## Activity
Make a word-for-word copy of the entries below from their first line through the line with "use serde::Serialize;", and add nothing.
Extracted information: Begin
// Copyright (c) 2025 Soumyadip Sarkar.
// All rights reserved.
//
// This source code is licensed under the license found in the
// LICENSE file in the root directory of this source tree.

use crate::clock::Clock;
use crate::commands::categories::parse_type;
use crate::commands::settings::current;
use crate::commands::{load, save};
use crate::db::StoreName;
use crate::finance::budget::record_expense;
use crate::finance::categories;
use crate::finance::period::month_key;
use crate::finance::transactions::{
    NewTransaction, TransactionPatch, add_transaction, delete_transaction, update_transaction,
};
use crate::models::{Budget, Category, Transaction};
use crate::utils::{
    fmt_money, maybe_print_json, parse_amount, parse_datetime, parse_month, pretty_table,
    resolve_id, short_id,
};
use anyhow::Result;
use rusqlite::Connection;
use serde::Serialize;

pub fn handle(conn: &Connection, clock: &dyn Clock, m: &clap::ArgMatches) -> Result<()> {
    match m.subcommand() {
        Some(("add", sub)) => add(conn, clock, sub)?,
        Some(("list", sub)) => list(conn, sub)?,
        Some(("edit", sub)) => edit(conn, sub)?,
        Some(("rm", sub)) => remove(conn, sub)?,
        _ => {}
    }
    Ok(())
}

fn add(conn: &Connection, clock: &dyn Clock, sub: &clap::ArgMatches) -> Result<()> {
    let ty = parse_type(sub.get_one::<String>("type").unwrap())?;
    let amount = parse_amount(sub.get_one::<String>("amount").unwrap())?;
    let date = match sub.get_one::<String>("date") {
        Some(s) => parse_datetime(s)?,
        None => clock.now(),
    };
    let note = sub.get_one::<String>("note").cloned().unwrap_or_default();

    let cats: Vec<Category> = load(conn, StoreName::Categories)?;
    let category = categories::resolve(&cats, sub.get_one::<String>("category").unwrap())?
        .name
        .clone();

    let mut txs: Vec<Transaction> = load(conn, StoreName::Transactions)?;
    let tx = add_transaction(
        &mut txs,
        NewTransaction {
            r#type: ty,
            amount,
            date,
            category,
            note,
        },
        clock.now(),
    )?;

    let mut budgets: Vec<Budget> = load(conn, StoreName::Budgets)?;
    let alert = record_expense(&mut budgets, &cats, &tx, clock.today());

    // the transaction and the budget's spent figure commit together
    let db_tx = conn.unchecked_transaction()?;
    save(&db_tx, StoreName::Transactions, &txs)?;
    save(&db_tx, StoreName::Budgets, &budgets)?;
    db_tx.commit()?;

    let ccy = current(conn)?.currency;
    tracing::debug!(id = %tx.id, kind = ty.as_str(), amount = %tx.amount, "Transaction recorded");
    println!(
        "Recorded {} {} in '{}' on {} ({})",
        ty.as_str(),
        fmt_money(&tx.amount, &ccy),
        tx.category,
        tx.date.format("%Y-%m-%d %H:%M"),
        short_id(&tx.id)
    );
    if let Some(alert) = alert {
        println!(
            "Budget {}: '{}' at {}% ({} of {})",
            alert.level.as_str(),
            alert.category,
            alert.percentage.round(),
            fmt_money(&alert.spent, &ccy),
            fmt_money(&alert.limit, &ccy)
        );
    }
    Ok(())
}

fn list(conn: &Connection, sub: &clap::ArgMatches) -> Result<()> {
    let json_flag = sub.get_flag("json");
    let jsonl_flag = sub.get_flag("jsonl");
    let data = query_rows(conn, sub)?;
    if !maybe_print_json(json_flag, jsonl_flag, &data)? {
        let rows: Vec<Vec<String>> = data
            .iter()
            .map(|r| {
                vec![
                    short_id(&r.id),
                    r.date.clone(),
                    r.r#type.clone(),
                    r.amount.clone(),
                    r.category.clone(),
                    r.note.clone(),
                ]
            })
            .collect();
        println!(
            "{}",
            pretty_table(&["ID", "Date", "Type", "Amount", "Category", "Note"], rows)
        );
    }
    Ok(())
}

#[derive(Serialize)]
pub struct TransactionRow {
    pub id: String,
    pub date: String,
    #[serde(rename = "type")]
    pub r#type: String,
    pub amount: String,
    pub category: String,
    pub note: String,
}

/// Transactions matching the `month`, `category` and `type` filters, newest
/// first, cut to `limit` rows.
pub fn query_rows(conn: &Connection, sub: &clap::ArgMatches) -> Result<Vec<TransactionRow>> {
    let month = sub
        .get_one::<String>("month")
        .map(|m| parse_month(m))
        .transpose()?;
    let ty = sub
        .get_one::<String>("type")
        .map(|s| parse_type(s))
        .transpose()?;
    let category = sub.get_one::<String>("category");

    let mut txs: Vec<Transaction> = load(conn, StoreName::Transactions)?;
    txs.retain(|t| {
        month.as_ref().is_none_or(|m| month_key(t.date.date()) == *m)
            && ty.is_none_or(|ty| t.r#type == ty)
            && category.is_none_or(|c| t.category == *c)
    });
    txs.sort_by(|a, b| b.date.cmp(&a.date).then_with(|| b.created_at.cmp(&a.created_at)));
    if let Some(limit) = sub.get_one::<usize>("limit") {
        txs.truncate(*limit);
    }

    Ok(txs
        .into_iter()
        .map(|t| TransactionRow {
            id: t.id,
            date: t.date.format("%Y-%m-%d %H:%M").to_string(),
            r#type: t.r#type.as_str().to_string(),
            amount: t.amount.to_string(),
            category: t.category,
            note: t.note,
        })
        .collect())
}

fn edit(conn: &Connection, sub: &clap::ArgMatches) -> Result<()> {
    let mut txs: Vec<Transaction> = load(conn, StoreName::Transactions)?;
    let id = resolve_id(
        txs.iter().map(|t| t.id.as_str()),
        sub.get_one::<String>("id").unwrap(),
        "Transaction",
    )?;

    let category = match sub.get_one::<String>("category") {
        Some(key) => {
            let cats: Vec<Category> = load(conn, StoreName::Categories)?;
            Some(categories::resolve(&cats, key)?.name.clone())
        }
        None => None,
    };
    let patch = TransactionPatch {
        r#type: sub
            .get_one::<String>("type")
            .map(|s| parse_type(s))
            .transpose()?,
        amount: sub
            .get_one::<String>("amount")
            .map(|s| parse_amount(s))
            .transpose()?,
        date: sub
            .get_one::<String>("date")
            .map(|s| parse_datetime(s))
            .transpose()?,
        category,
        note: sub.get_one::<String>("note").cloned(),
    };
    let tx = update_transaction(&mut txs, &id, patch)?;
    save(conn, StoreName::Transactions, &txs)?;
    println!("Updated transaction {}", short_id(&tx.id));
    Ok(())
}

fn remove(conn: &Connection, sub: &clap::ArgMatches) -> Result<()> {
    let mut txs: Vec<Transaction> = load(conn, StoreName::Transactions)?;
    let id = resolve_id(
        txs.iter().map(|t| t.id.as_str()),
        sub.get_one::<String>("id").unwrap(),
        "Transaction",
    )?;
    let removed = delete_transaction(&mut txs, &id)?;
    save(conn, StoreName::Transactions, &txs)?;
    println!(
        "Deleted {} of {} in '{}'",
        removed.r#type.as_str(),
        removed.amount,
        removed.category
    );
    Ok(())
}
Extracted information: End
## Solution to the exercise
// Copyright (c) 2025 Soumyadip Sarkar.
// All rights reserved.
//
// This source code is licensed under the license found in the
// LICENSE file in the root directory of this source tree.

use crate::clock::Clock;
use crate::commands::categories::parse_type;
use crate::commands::settings::current;
use crate::commands::{load, save};
use crate::db::StoreName;
use crate::finance::budget::record_expense;
use crate::finance::categories;
use crate::finance::period::month_key;
use crate::finance::transactions::{
    NewTransaction, TransactionPatch, add_transaction, delete_transaction, update_transaction,
};
use crate::models::{Budget, Category, Transaction};
use crate::utils::{
    fmt_money, maybe_print_json, parse_amount, parse_datetime, parse_month, pretty_table,
    resolve_id, short_id,
};
use anyhow::Result;
use rusqlite::Connection;
use serde::Serialize;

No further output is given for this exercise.